丁寧に刈り込まれた芝生は朝露に濡れ、上半身裸のクムジの肌をチクチクと突き刺す。
「「ガーッ、ゴーッ」」
「んん…?」
クムジはまだ半分眠っている目で周りを見渡すと、庭園の草むらのあちこちから、実に男らしいいびきが聞こえてくる…。
「あぁ…」
「そう言えば、飲んで踊り始めた挙げ句に皆で庭に飛び出したんじゃったか…」
(そんで、水のと喧嘩の殴り合いになって―………、そんでどうなったんじゃけのぅ?)
……何か大切な事を、忘れている気がするような、…しないような?
(…何か胸の辺りがこう、もやもや~っとする感じが…。なんだかすっきりせんのぅ~)
そう思いながらも起きる気になれないクムジは、再び草むらの上にどでっと大の字になる。

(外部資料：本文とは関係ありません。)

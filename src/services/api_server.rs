// src/services/api_server.rs
//! API Server for the academic credential backend
//!
//! The API is built using Axum and includes endpoints for:
//! - SAP id verification, plus the HTML verification form
//! - Credential issuance and the issuance logs
//! - Signed credential verification and DID resolution
//!
//! Every JSON response carries a boolean `success`; errors are shaped by
//! [`ApiError`].

use crate::config::Settings;
use crate::identity::agent::IdentityAgent;
use crate::identity::AgentError;
use crate::models::credential::{ProofFormat, VerifiableCredential};
use crate::services::credential_issuer::{CredentialIssuer, StudentDetails};
use crate::services::error::ApiError;
use crate::services::verifier::Verifier;
use crate::storage::meta_store::MetaStore;
use crate::utils::now_rfc3339;
use axum::{
    extract::{rejection::JsonRejection, Json, Path, State},
    response::Html,
    routing::{get, post},
    Router,
};
use serde_json::{json, Value};
use std::sync::Arc;
use tower::ServiceBuilder;
use tower_http::cors::CorsLayer;

/// The verification form served at `GET /verify`.
const VERIFY_PAGE: &str = include_str!("verify_page.html");

type ApiResult = Result<Json<Value>, ApiError>;

/// Reads a request field as text; numbers are accepted, blanks are not.
fn text_field(body: &Value, key: &str) -> Option<String> {
    match body.get(key)? {
        Value::String(s) if !s.trim().is_empty() => Some(s.trim().to_string()),
        Value::Number(n) => Some(n.to_string()),
        _ => None,
    }
}

fn student_details(body: &Value) -> Option<StudentDetails> {
    let (name, sap, email) = (
        text_field(body, "name"),
        text_field(body, "sap"),
        text_field(body, "email"),
    );
    StudentDetails::from_fields(name.as_deref(), sap.as_deref(), email.as_deref())
}

/// API server state containing all service dependencies
pub struct ApiServer {
    /// Service for issuing credentials and keeping the issuance logs
    credential_issuer: CredentialIssuer,

    /// Service for SAP lookups and credential verification
    verifier: Verifier,

    /// Identity agent, for identifier listing and DID resolution
    agent: Arc<dyn IdentityAgent>,
}

impl ApiServer {
    /// Creates a new instance of the API server
    ///
    /// # Arguments
    /// * `settings` - Locations of the JSON stores
    /// * `agent` - Identity agent shared by issuer and verifier
    pub fn new(settings: &Settings, agent: Arc<dyn IdentityAgent>) -> Self {
        ApiServer {
            credential_issuer: CredentialIssuer::new(
                agent.clone(),
                settings.verified_users_path(),
                settings.database_path(),
            ),
            verifier: Verifier::new(MetaStore::new(settings.meta_path()), agent.clone()),
            agent,
        }
    }

    /// Builds the router with permissive CORS.
    pub fn router(self) -> Router {
        Router::new()
            .route("/", get(Self::root_handler))
            .route("/health", get(Self::health_handler))
            .route("/verify", get(Self::verify_page_handler).post(Self::verify_handler))
            .route("/users", get(Self::users_handler))
            .route("/issue-credential", post(Self::issue_credential_handler))
            .route("/verified-users", get(Self::verified_users_handler))
            .route("/issue-user", post(Self::issue_user_handler))
            .route("/verify-credential", post(Self::verify_credential_handler))
            .route("/resolve-did/:did", get(Self::resolve_did_handler))
            .route("/identifiers", get(Self::identifiers_handler))
            .layer(ServiceBuilder::new().layer(CorsLayer::permissive()))
            .with_state(Arc::new(self))
    }

    /// Starts the API server and serves until the process is stopped
    ///
    /// # Arguments
    /// * `addr` - Address to bind to (e.g., "0.0.0.0:5000")
    pub async fn run(self, addr: &str) -> std::io::Result<()> {
        let listener = tokio::net::TcpListener::bind(addr).await?;
        log::info!("backend listening on http://{}", listener.local_addr()?);
        axum::serve(listener, self.router()).await
    }

    /// # Endpoint
    /// GET /
    async fn root_handler() -> &'static str {
        "Backend running"
    }

    /// # Endpoint
    /// GET /health
    async fn health_handler() -> Json<Value> {
        Json(json!({ "status": "ok", "timestamp": now_rfc3339() }))
    }

    /// # Endpoint
    /// GET /verify
    async fn verify_page_handler() -> Html<&'static str> {
        Html(VERIFY_PAGE)
    }

    /// Verifies a student by SAP id
    ///
    /// # Endpoint
    /// POST /verify
    ///
    /// # Request Body
    /// `{ "sap": "500012" }`
    ///
    /// # Responses
    /// - 200 OK: `success: true` with the certificate, or `success: false`
    ///   if the SAP id is unknown
    /// - 400 Bad Request: SAP id missing
    /// - 500 Internal Server Error: meta file unreadable
    async fn verify_handler(
        State(state): State<Arc<ApiServer>>,
        payload: Result<Json<Value>, JsonRejection>,
    ) -> ApiResult {
        let sap = payload
            .ok()
            .and_then(|Json(body)| text_field(&body, "sap"))
            .ok_or_else(|| ApiError::bad_request("SAP ID missing"))?;

        match state.verifier.verify_sap(&sap).await {
            Ok(Some(student)) => Ok(Json(json!({
                "success": true,
                "message": "Certificate Verified Successfully",
                "data": student,
            }))),
            Ok(None) => Ok(Json(json!({
                "success": false,
                "message": "No certificate found for this SAP ID",
            }))),
            Err(e) => Err(ApiError::internal("Server error during verification", e)),
        }
    }

    /// # Endpoint
    /// GET /users
    async fn users_handler(State(state): State<Arc<ApiServer>>) -> ApiResult {
        let users = state
            .verifier
            .users_document()
            .await
            .map_err(|e| ApiError::internal("Failed to read users", e))?;
        Ok(Json(json!({ "success": true, "users": users })))
    }

    /// Issues a `StudentID` credential
    ///
    /// # Endpoint
    /// POST /issue-credential
    ///
    /// # Request Body
    /// `{ "name": ..., "sap": ..., "email": ... }`
    ///
    /// # Responses
    /// - 200 OK: `{ success: true, credential }`
    /// - 400 Bad Request: a field is missing
    /// - 500 Internal Server Error: signing or logging failed
    async fn issue_credential_handler(
        State(state): State<Arc<ApiServer>>,
        payload: Result<Json<Value>, JsonRejection>,
    ) -> ApiResult {
        let student = payload
            .ok()
            .and_then(|Json(body)| student_details(&body))
            .ok_or_else(|| ApiError::bad_request("Missing required fields: name, sap, email"))?;

        let credential = state
            .credential_issuer
            .issue_student_id(&student)
            .await
            .map_err(|e| ApiError::internal("Credential issuance failed", e))?;
        Ok(Json(json!({ "success": true, "credential": credential.into_value() })))
    }

    /// # Endpoint
    /// GET /verified-users
    async fn verified_users_handler(State(state): State<Arc<ApiServer>>) -> ApiResult {
        let entries = state
            .credential_issuer
            .verified_users()
            .await
            .map_err(|e| ApiError::internal("Failed to read verified users", e))?;
        Ok(Json(Value::Array(entries)))
    }

    /// Records a student in the issued-users log
    ///
    /// # Endpoint
    /// POST /issue-user
    ///
    /// # Responses
    /// - 200 OK: recorded
    /// - 400 Bad Request: a field is missing
    async fn issue_user_handler(
        State(state): State<Arc<ApiServer>>,
        payload: Result<Json<Value>, JsonRejection>,
    ) -> ApiResult {
        let student = payload
            .ok()
            .and_then(|Json(body)| student_details(&body))
            .ok_or_else(|| ApiError::bad_request("All fields required"))?;

        state
            .credential_issuer
            .record_issued_user(&student)
            .await
            .map_err(|e| ApiError::internal("Failed to record user", e))?;
        Ok(Json(json!({ "success": true, "message": "Credential issued successfully" })))
    }

    /// Verifies a signed credential, probing both proof formats
    ///
    /// # Endpoint
    /// POST /verify-credential
    ///
    /// # Request Body
    /// `{ "credential": <object or JWT string>, "proofFormat"?: "jwt" | "lds" }`
    ///
    /// # Responses
    /// - 200 OK: `{ success: true, verified, triedFormats, result }`
    /// - 400 Bad Request: credential missing or unknown proof format
    async fn verify_credential_handler(
        State(state): State<Arc<ApiServer>>,
        payload: Result<Json<Value>, JsonRejection>,
    ) -> ApiResult {
        let Json(mut body) = payload.map_err(|e| ApiError::bad_request(e.body_text()))?;
        let credential = match body.get_mut("credential").map(Value::take) {
            Some(Value::Null) | None => return Err(ApiError::bad_request("credential missing")),
            Some(credential) => VerifiableCredential(credential),
        };
        let preferred = match body.get("proofFormat").and_then(Value::as_str) {
            Some(format) => Some(format.parse::<ProofFormat>().map_err(ApiError::BadRequest)?),
            None => None,
        };

        let outcome = state.verifier.verify_credential(&credential, preferred).await;
        Ok(Json(json!({
            "success": true,
            "verified": outcome.verified,
            "triedFormats": outcome.tried_formats,
            "result": outcome.result,
        })))
    }

    /// Resolves a DID to its document
    ///
    /// # Endpoint
    /// GET /resolve-did/:did
    ///
    /// # Responses
    /// - 200 OK: DID document
    /// - 404 Not Found: the DID cannot be resolved
    async fn resolve_did_handler(
        Path(did): Path<String>,
        State(state): State<Arc<ApiServer>>,
    ) -> ApiResult {
        match state.agent.resolve_did(&did).await {
            Ok(document) => Ok(Json(json!(document))),
            Err(AgentError::InvalidDid(reason)) => {
                Err(ApiError::NotFound(format!("DID could not be resolved: {}", reason)))
            }
            Err(e) => Err(ApiError::internal("DID resolution failed", e)),
        }
    }

    /// # Endpoint
    /// GET /identifiers
    async fn identifiers_handler(State(state): State<Arc<ApiServer>>) -> ApiResult {
        let identifiers = state
            .agent
            .find_identifiers()
            .await
            .map_err(|e| ApiError::internal("Failed to list identifiers", e))?;
        Ok(Json(json!({ "success": true, "identifiers": identifiers })))
    }
}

ボリボリとお腹をかいて手を元に戻すと…、カサリと何かが手に当たる音がした。
「んん?」
なんじゃぁ?と、クムジが手探りでそれを持ち上げて見てみると、白い紙に見覚えのある文字が並んでいた…。
どうやら置き手紙の様だ。
(この字はハヤテじゃのぅ…。何じゃい、インク何ぞで書きおって…。男なら男らしく墨と筆ででかでかと書かんか!)
あ奴は何でこう、何かとチャラチャラしておるのかのぅ~?
そう思いながら、クムジは気怠い頭でおもむろに手紙の内容を読み始める…。
「………ん?」
(だめじゃ。もう一回…)
しばらくの沈黙の後、クムジは目を何度もしばたかせ、手紙の内容を読み取ろうと必死に再びトライする。
しかし…。
しばらくの間…、クムジの頭の中にその内容が入ってくる事は無かった。
簡単に言い換えると…。
その手紙の内容を理解する事を、クムジの体が猛烈に拒絶していた。